CANNING TOWN CONGREGATIONAL CHURCH, BARKING ROAD, CANNING TOWN, WEST HAM


IDENTITY STATEMENT

Reference code(s): LMA/4106

Held at: London Metropolitan Archives

Title: CANNING TOWN CONGREGATIONAL CHURCH, BARKING ROAD, CANNING TOWN, WEST HAM

Date(s): 1922-1939

Level of description: Collection

Extent: 0.1 linear metres

Name of creator(s): Congregational Church of England and Wales

CONTEXT

Administrative/Biographical history:

The Canning Town Congregational Church, Barking Road, originated in 1855 in services conducted at Plaistow Marsh by Thomas Perfect. Although lacking formal training, he served successfully as pastor until he retired in 1884. In 1860 a small chapel was built in Swanscombe Street. This was superseded in 1868 when a new building was erected in Barking Road, but remained in use as a mission hall. Another mission hall was maintained at North Woolwich from about 1879 to 1907. Under F. W. Newland (1884-1894) the Mansfield House university settlement became closely associated with the church, its boys' club being centred at the Swanscombe Street hall, which was rebuilt in 1891. F. W. Piper (1905-1909) devised a scheme to unite under his superintendency most of the Congregational churches in the area, as the South West Ham mission. Canning Town, Victoria Docks, and their missions came together in 1906, and were joined in 1909 by Greengate. The object of the mission was to ensure pastoral care for churches too poor to support separate ministers, but the traditions of independence were too strong: Greengate left the union in 1914 and Victoria Docks in 1917. Canning Town continued to call itself the South West Ham mission until 1923. All its buildings were badly damaged in the Second World War. Swanscombe Street, wrecked in 1940, was later demolished. The Barking Road church, twice bombed, was derelict from 1941. Its dwindling congregation continued to meet elsewhere in various borrowed premises, under the leadership of Mrs. M. Angel, widow of a former minister. Through her efforts a smaller church, opened in 1949, was erected on the foundations of the old one. She died in 1959 and the church closed almost immediately.

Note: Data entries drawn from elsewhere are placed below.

#[cfg(test)]
mod tests {
    use proptest::prelude::*;

    use super::*;
    use crate::combatant::{CombatantSpec, Side};
    use crate::rng::BattleRng;

    const A: CombatantId = CombatantId(0);
    const B: CombatantId = CombatantId(1);
    const C: CombatantId = CombatantId(2);

    fn roster_with_speeds(speeds: &[f32]) -> Roster {
        Roster::new(speeds.iter().enumerate().map(|(i, &speed)| {
            let side = if i % 2 == 0 { Side::Player } else { Side::Enemy };
            CombatantSpec::new(format!("c{i}"), side).with_stat(StatKind::Speed, speed)
        }))
    }

    fn set_delays(roster: &mut Roster, delays: &[f32]) {
        for (combatant, &delay) in roster.iter_mut().zip(delays) {
            combatant.set_delay(delay);
        }
    }

    #[test]
    fn simultaneous_readiness_is_broken_by_the_stack() {
        let mut roster = roster_with_speeds(&[10.0, 10.0, 10.0]);
        set_delays(&mut roster, &[5.0, 5.0, 5.0]);
        let config = BattleConfig::default();
        let mut rng = BattleRng::new(3);
        let mut scheduler =
            TurnScheduler::with_tie_break(&roster, TieBreakStack::with_order([C, A, B]));

        assert_eq!(scheduler.advance_delays(&mut roster, &config), 3);
        assert!(scheduler.ready_to_act());

        assert_eq!(scheduler.start_turn(&roster, &mut rng), Ok(C));
        assert!(!scheduler.ready_to_act());
        scheduler.end_turn(&roster).unwrap();

        // Same stack, no reshuffle: C is not picked again.
        assert_eq!(scheduler.start_turn(&roster, &mut rng), Ok(A));
        scheduler.end_turn(&roster).unwrap();
        assert_eq!(scheduler.start_turn(&roster, &mut rng), Ok(B));
    }

    #[test]
    fn advance_subtracts_the_minimum() {
        let mut roster = roster_with_speeds(&[10.0, 10.0, 10.0]);
        set_delays(&mut roster, &[30.0, 12.5, 40.0]);
        let mut rng = BattleRng::new(1);
        let mut scheduler = TurnScheduler::new(&roster, &mut rng);

        assert_eq!(scheduler.advance_delays(&mut roster, &BattleConfig::default()), 1);
        let delays: Vec<_> = roster.iter().map(|c| c.delay()).collect();
        assert_eq!(delays, vec![17.5, 0.0, 27.5]);
        assert_eq!(scheduler.queued().collect::<Vec<_>>(), vec![B]);
    }

    #[test]
    fn advance_waits_for_the_queue_to_drain() {
        let mut roster = roster_with_speeds(&[10.0, 10.0]);
        set_delays(&mut roster, &[0.0, 8.0]);
        let mut scheduler = TurnScheduler::with_tie_break(&roster, TieBreakStack::default());
        scheduler.request_turn(A);

        assert_eq!(scheduler.advance_delays(&mut roster, &BattleConfig::default()), 0);
        assert_eq!(roster.get(B).unwrap().delay(), 8.0);
    }

    #[test]
    fn delay_scales_with_speed_factor() {
        let mut roster = roster_with_speeds(&[20.0, 10.0, 0.0]);
        let config = BattleConfig::default();
        let scheduler = TurnScheduler::with_tie_break(&roster, TieBreakStack::default());
        assert_eq!(scheduler.normalized_speed(), 10.0);

        assert_eq!(scheduler.apply_delay(&mut roster, A, 100.0, &config), 50.0);
        assert_eq!(scheduler.apply_delay(&mut roster, B, 100.0, &config), 100.0);
        // Zero speed is floored at the minimum factor.
        assert_eq!(scheduler.apply_delay(&mut roster, C, 10.0, &config), 100.0);
    }

    #[test]
    fn initial_delays_favor_the_fast() {
        let mut roster = roster_with_speeds(&[20.0, 5.0]);
        let scheduler = TurnScheduler::with_tie_break(&roster, TieBreakStack::default());
        scheduler.seed_delays(&mut roster, &BattleConfig::default().with_initial_delay(100.0));

        assert!(roster.get(A).unwrap().delay() < roster.get(B).unwrap().delay());
    }

    #[test]
    fn end_turn_recomputes_normalized_speed() {
        let mut roster = roster_with_speeds(&[10.0, 30.0, 20.0]);
        let mut rng = BattleRng::new(1);
        let mut scheduler = TurnScheduler::new(&roster, &mut rng);
        scheduler.request_turn(A);
        scheduler.start_turn(&roster, &mut rng).unwrap();

        if let Some(c) = roster.get_mut(B) {
            c.apply_damage(1000);
        }
        scheduler.end_turn(&roster).unwrap();

        assert_eq!(scheduler.normalized_speed(), 15.0);
        assert!(scheduler.tie_break().remaining().all(|id| id != B));
    }

    #[test]
    fn extended_turn_goes_first() {
        let roster = roster_with_speeds(&[10.0, 10.0]);
        let mut rng = BattleRng::new(1);
        let mut scheduler = TurnScheduler::with_tie_break(&roster, TieBreakStack::with_order([B, A]));
        scheduler.request_turn(A);
        scheduler.request_turn(B);

        let first = scheduler.start_turn(&roster, &mut rng).unwrap();
        assert_eq!(first, B);
        scheduler.extend_current_turn().unwrap();
        scheduler.end_turn(&roster).unwrap();

        assert_eq!(scheduler.start_turn(&roster, &mut rng), Ok(B));
    }

    #[test]
    fn dead_extended_actor_forfeits_its_priority() {
        let mut roster = roster_with_speeds(&[10.0, 10.0, 10.0]);
        let mut rng = BattleRng::new(1);
        let mut scheduler =
            TurnScheduler::with_tie_break(&roster, TieBreakStack::with_order([A, C, B]));
        for id in [A, B, C] {
            scheduler.request_turn(id);
        }

        assert_eq!(scheduler.start_turn(&roster, &mut rng), Ok(A));
        scheduler.extend_current_turn().unwrap();
        if let Some(c) = roster.get_mut(A) {
            c.apply_damage(1000);
        }
        scheduler.end_turn(&roster).unwrap();

        // B sits at the front of the queue, but the stack still decides.
        assert_eq!(scheduler.queued().next(), Some(B));
        assert_eq!(scheduler.start_turn(&roster, &mut rng), Ok(C));
    }

    #[test]
    fn extension_is_dropped_when_its_holder_leaves_the_queue() {
        let mut roster = roster_with_speeds(&[10.0, 10.0, 10.0]);
        let mut rng = BattleRng::new(1);
        let mut scheduler =
            TurnScheduler::with_tie_break(&roster, TieBreakStack::with_order([A, C, B]));
        for id in [A, B, C] {
            scheduler.request_turn(id);
        }

        assert_eq!(scheduler.start_turn(&roster, &mut rng), Ok(A));
        scheduler.extend_current_turn().unwrap();
        scheduler.end_turn(&roster).unwrap();
        // Killed outside of a turn, so nothing retires it before the next pick.
        if let Some(c) = roster.get_mut(A) {
            c.apply_damage(1000);
        }

        assert_eq!(scheduler.start_turn(&roster, &mut rng), Ok(C));
    }

    #[test]
    fn contract_violations_are_reported() {
        let roster = roster_with_speeds(&[10.0]);
        let mut rng = BattleRng::new(1);
        let mut scheduler = TurnScheduler::new(&roster, &mut rng);

        assert_eq!(
            scheduler.extend_current_turn(),
            Err(PreconditionError::NoCurrentActor)
        );
        assert_eq!(scheduler.end_turn(&roster), Err(PreconditionError::NoCurrentActor));
        assert_eq!(
            scheduler.start_turn(&roster, &mut rng),
            Err(PreconditionError::NoReadyCombatant)
        );

        scheduler.request_turn(A);
        scheduler.start_turn(&roster, &mut rng).unwrap();
        scheduler.request_turn(A);
        assert_eq!(
            scheduler.start_turn(&roster, &mut rng),
            Err(PreconditionError::TurnInProgress)
        );
    }

    proptest! {
        #[test]
        fn advancing_always_readies_someone(
            delays in prop::collection::vec(0.0f32..1000.0, 1..8),
        ) {
            let speeds = vec![10.0; delays.len()];
            let mut roster = roster_with_speeds(&speeds);
            set_delays(&mut roster, &delays);
            let mut scheduler = TurnScheduler::with_tie_break(&roster, TieBreakStack::default());

            let ready = scheduler.advance_delays(&mut roster, &BattleConfig::default());

            prop_assert!(ready >= 1);
            prop_assert!(roster.living().any(|c| c.delay() == 0.0));
            prop_assert!(roster.living().all(|c| c.delay() >= 0.0));
        }

        #[test]
        fn normalized_speed_is_the_living_mean(
            speeds in prop::collection::vec(1.0f32..100.0, 2..8),
            dead in 0usize..8,
        ) {
            let mut roster = roster_with_speeds(&speeds);
            let victim = CombatantId((dead % speeds.len()) as u32);
            if let Some(c) = roster.get_mut(victim) {
                c.apply_damage(10_000);
            }
            let living: Vec<f32> = roster.living().map(|c| c.stat(StatKind::Speed)).collect();
            let expected = living.iter().sum::<f32>() / living.len() as f32;

            let mut rng = BattleRng::new(7);
            let mut scheduler = TurnScheduler::new(&roster, &mut rng);
            let actor = roster.living_ids().next().unwrap();
            scheduler.request_turn(actor);
            scheduler.start_turn(&roster, &mut rng).unwrap();
            scheduler.end_turn(&roster).unwrap();

            prop_assert!((scheduler.normalized_speed() - expected).abs() < 1e-3);
        }
    }
}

From: A History of the County of Essex: Volume 6 (1973), pp. 123-141.

CONTENT

Scope and content/abstract:

Marriage registers for Canning Town Congregational Church, 1922-1939.

ACCESS AND USE

Language/scripts of material: English

System of arrangement:

Two volumes.

Conditions governing access:

These records are available for public inspection, although records containing personal information are subject to access restrictions under the UK Data Protection Act, 1998.

Conditions governing reproduction:

Copyright: Depositor

Physical characteristics:

Fit

Finding aids:

Please see online catalogues at: http://search.lma.gov.uk/opac_lma/index.htm

ARCHIVAL INFORMATION

Appraisal, destruction and scheduling information:

Accruals:

Archival history:

Immediate source of acquisition:

Received in 1998 (B98/202).

ALLIED MATERIALS

Existence and location of originals:

Existence and location of copies:

Related material:

Publication note:

DESCRIPTION NOTES

Note:

Rules or conventions: Compiled in compliance with General International Standard Archival Description, ISAD(G), second edition, 2000; National Council on Archives Rules for the Construction of Personal, Place and Corporate Names, 1997.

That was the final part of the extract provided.